If there’s the sound of someone singing Taylor Swift’s “Shake it Off” at the next Democratic presidential debate, it might be appropriate to glance Nancy Cordes’s way.

CBS News’s congressional correspondent — who, along with her young daughter, counts herself among the fans of the singing sensation — will be one of the panelists at Saturday’s Democratic presidential debate at Drake University in Des Moines.

{mosads}The Nov. 14 CBS debate, moderated by “Face the Nation” anchor John Dickerson, is the first on a broadcast network this campaign season.

We wanted to know more about Cordes, an Aloha State-raised, Swift-loving journalist, so we asked her to answer these questions.

Grew up in: Kalaheo, Hawaii, on the island of Kauai

College attended: University of Pennsylvania

What did you want to be when you were a kid?: Sarah Jessica Parker in “Square Pegs.”
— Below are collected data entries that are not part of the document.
//! Common types for all stored records

pub mod aggregate_id;
pub mod entity_metadata;

// Re-exports
pub use aggregate_id::AggregateId;
pub use entity_metadata::EntityMetadata;
use super::model::{slugify, ContentForm};
use crate::domain::a001_content::api;
use contracts::domain::a001_content::aggregate::is_valid_slug;
use leptos::prelude::*;
use std::rc::Rc;

/// ViewModel для формы записи контента
#[derive(Clone)]
pub struct ContentDetailsVm {
    pub form: RwSignal<ContentForm>,
    pub error: RwSignal<Option<String>>,
    pub is_saving: RwSignal<bool>,
}

impl ContentDetailsVm {
    pub fn new() -> Self {
        Self {
            form: RwSignal::new(ContentForm::default()),
            error: RwSignal::new(None),
            is_saving: RwSignal::new(false),
        }
    }

    pub fn load_if_needed(&self, id: Option<String>) {
        let Some(id) = id else {
            return;
        };
        let form = self.form;
        let error = self.error;
        wasm_bindgen_futures::spawn_local(async move {
            match api::fetch_by_id(&id).await {
                Ok(record) => form.set(ContentForm::from(record)),
                Err(e) => error.set(Some(format!("Ошибка загрузки: {}", e))),
            }
        });
    }

    pub fn is_edit_mode(&self) -> bool {
        self.form.get().id.is_some()
    }

    pub fn set_title(&self, title: String) {
        self.form.update(|f| {
            if !f.slug_touched {
                f.slug = slugify(&title);
            }
            f.title = title;
        });
    }

    pub fn set_slug(&self, slug: String) {
        self.form.update(|f| {
            f.slug = slug;
            f.slug_touched = true;
        });
    }

    fn validate_form(form: &ContentForm) -> Result<(), String> {
        if form.title.trim().is_empty() {
            return Err("Title is required".into());
        }
        if !is_valid_slug(form.slug.trim()) {
            return Err("Slug must be lowercase letters, digits and single dashes".into());
        }
        Ok(())
    }

    /// Сохранить данные на сервер
    pub fn save_command(&self, on_saved: Rc<dyn Fn(())>) {
        let current = self.form.get_untracked();
        if let Err(msg) = Self::validate_form(&current) {
            self.error.set(Some(msg));
            return;
        }

        let dto = (&current).into();
        let error = self.error;
        let is_saving = self.is_saving;
        is_saving.set(true);
        wasm_bindgen_futures::spawn_local(async move {
            let result = api::save(&dto).await;
            is_saving.set(false);
            match result {
                Ok(_) => on_saved(()),
                // 409 carries "Slug `x` is already taken"
                Err(e) => error.set(Some(e)),
            }
        });
    }
}

impl Default for ContentDetailsVm {
    fn default() -> Self {
        Self::new()
    }
}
Favorite hobby/-activity: Swimming, reading on the beach, having dinner with family and friends.

Favorite/most hated food: Bananas: yuck. Avocados: yum. We’ve got both in abundance in Hawaii; I don’t know why I grew up hating one and loving the other.
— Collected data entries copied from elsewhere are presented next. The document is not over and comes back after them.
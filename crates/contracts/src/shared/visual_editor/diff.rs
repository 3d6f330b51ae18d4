//! Edit buffer and baseline for the active selection.

use serde::{Deserialize, Serialize};

use super::change_set::ChangeSet;
use super::discoverer::AttributeSnapshot;

/// Before/after pair for one changed key.
#[derive(Debug, Clone, PartialEq, Eq, Serialize, Deserialize)]
pub struct PropertyDiff {
    pub key: String,
    pub old: String,
    pub new: String,
}

/// Tracks the baseline captured at selection time and the edited values.
///
/// A key missing from the baseline compares as the empty string, the same
/// value an absent attribute has once applied.
#[derive(Debug, Clone, Default)]
pub struct PropertyDiffEngine {
    baseline: AttributeSnapshot,
    buffer: AttributeSnapshot,
    has_changes: bool,
}

impl PropertyDiffEngine {
    pub fn new() -> Self {
        Self::default()
    }

    /// Start editing against `baseline`; the buffer starts equal to it.
    pub fn seed(&mut self, baseline: AttributeSnapshot) {
        self.buffer = baseline.clone();
        self.baseline = baseline;
        self.has_changes = false;
    }

    /// Forget baseline and buffer (deselect, rescan).
    pub fn clear(&mut self) {
        self.baseline.clear();
        self.buffer.clear();
        self.has_changes = false;
    }

    pub fn set_property(&mut self, key: impl Into<String>, value: impl Into<String>) -> bool {
        self.buffer.insert(key.into(), value.into());
        self.recompute();
        self.has_changes
    }

    /// Restore the buffer to the baseline.
    pub fn reset(&mut self) {
        self.buffer = self.baseline.clone();
        self.has_changes = false;
    }

    pub fn has_changes(&self) -> bool {
        self.has_changes
    }

    pub fn baseline(&self) -> &AttributeSnapshot {
        &self.baseline
    }

    pub fn buffer(&self) -> &AttributeSnapshot {
        &self.buffer
    }

    pub fn value(&self, key: &str) -> Option<&str> {
        self.buffer.get(key).map(String::as_str)
    }

    pub fn baseline_value(&self, key: &str) -> &str {
        self.baseline.get(key).map(String::as_str).unwrap_or("")
    }

    /// Changed keys with their before/after values, ordered by key.
    pub fn diff(&self) -> Vec<PropertyDiff> {
        self.buffer
            .iter()
            .filter(|(key, value)| self.baseline_value(key) != value.as_str())
            .map(|(key, value)| PropertyDiff {
                key: key.clone(),
                old: self.baseline_value(key).to_string(),
                new: value.clone(),
            })
            .collect()
    }

    pub fn changed_keys(&self) -> Vec<String> {
        self.diff().into_iter().map(|d| d.key).collect()
    }

    /// Move the baseline forward to the values `change_set` wrote, then
    /// restart the buffer from it. The change-set must target the selection.
    pub fn rebase(&mut self, change_set: &ChangeSet) {
        for change in change_set.changes() {
            self.baseline
                .insert(change.attribute.clone(), change.new_value.clone());
        }
        self.reset();
    }

    fn recompute(&mut self) {
        self.has_changes = self
            .buffer
            .iter()
            .any(|(key, value)| self.baseline_value(key) != value.as_str());
    }
}

#[cfg(test)]
mod tests {
    use super::*;

    fn baseline() -> AttributeSnapshot {
        AttributeSnapshot::from([
            ("class".to_string(), "card".to_string()),
            ("id".to_string(), "promo".to_string()),
            ("style".to_string(), String::new()),
            ("data-variant".to_string(), "wide".to_string()),
        ])
    }

    #[test]
    fn test_reset_restores_baseline() {
        let mut engine = PropertyDiffEngine::new();
        engine.seed(baseline());

        engine.set_property("class", "card card--featured");
        engine.set_property("data-extra", "1");
        assert!(engine.has_changes());

        engine.reset();
        assert_eq!(engine.buffer(), &baseline());
        assert_eq!(engine.baseline(), &baseline());
        assert!(!engine.has_changes());
    }

    #[test]
    fn test_has_changes_matches_key_by_key_comparison() {
        let keys = ["class", "id", "style", "data-variant", "data-new"];
        let values = ["", "card", "promo", "wide", "other"];

        for key in keys {
            for value in values {
                let mut engine = PropertyDiffEngine::new();
                engine.seed(baseline());
                engine.set_property(key, value);

                let expected = baseline().get(key).map(String::as_str).unwrap_or("") != value;
                assert_eq!(engine.has_changes(), expected, "{}={:?}", key, value);
                assert_eq!(engine.changed_keys().len(), expected as usize);
            }
        }
    }

    #[test]
    fn test_edit_back_to_baseline_clears_flag() {
        let mut engine = PropertyDiffEngine::new();
        engine.seed(baseline());

        assert!(engine.set_property("id", "promo-2"));
        assert!(!engine.set_property("id", "promo"));
    }

    #[test]
    fn test_diff_keeps_before_and_after() {
        let mut engine = PropertyDiffEngine::new();
        engine.seed(baseline());
        engine.set_property("style", "color: red");
        engine.set_property("class", "card");

        assert_eq!(
            engine.diff(),
            vec![PropertyDiff {
                key: "style".to_string(),
                old: String::new(),
                new: "color: red".to_string(),
            }]
        );
    }
}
Most embarrassing -moment: I got spit on once when I was reporting live from Central Park.

Most memorable moment: Reporting live as results came in on election nights in ’04, ’08, ’10, ’12 and ’14. I love the suspense.

What you like about D.C.: D.C.’s got all the urban amenities but retains a small-town feel. I love that.

What you dislike about D.C.: The parking situation is getting pretty horrendous. Also, my kids are lobbying for a Zoë’s Kitchen in the District. Can you help with that?

My celebrity crush is: My 7-year-old daughter and I have the same celebrity crush: Taylor Swift.

I have a fear of: Oversleeping and missing my “CBS This Morning” live shot.

Something that few know about you: I’m a terrific hula dancer.

Biggest pet peeve: Bad grammar and crappy hotel hair dryers.

Best advice given: My parents taught me to “lean in” before “leaning in” was a thing — although I think they now wish I’d do less of it when they are visiting!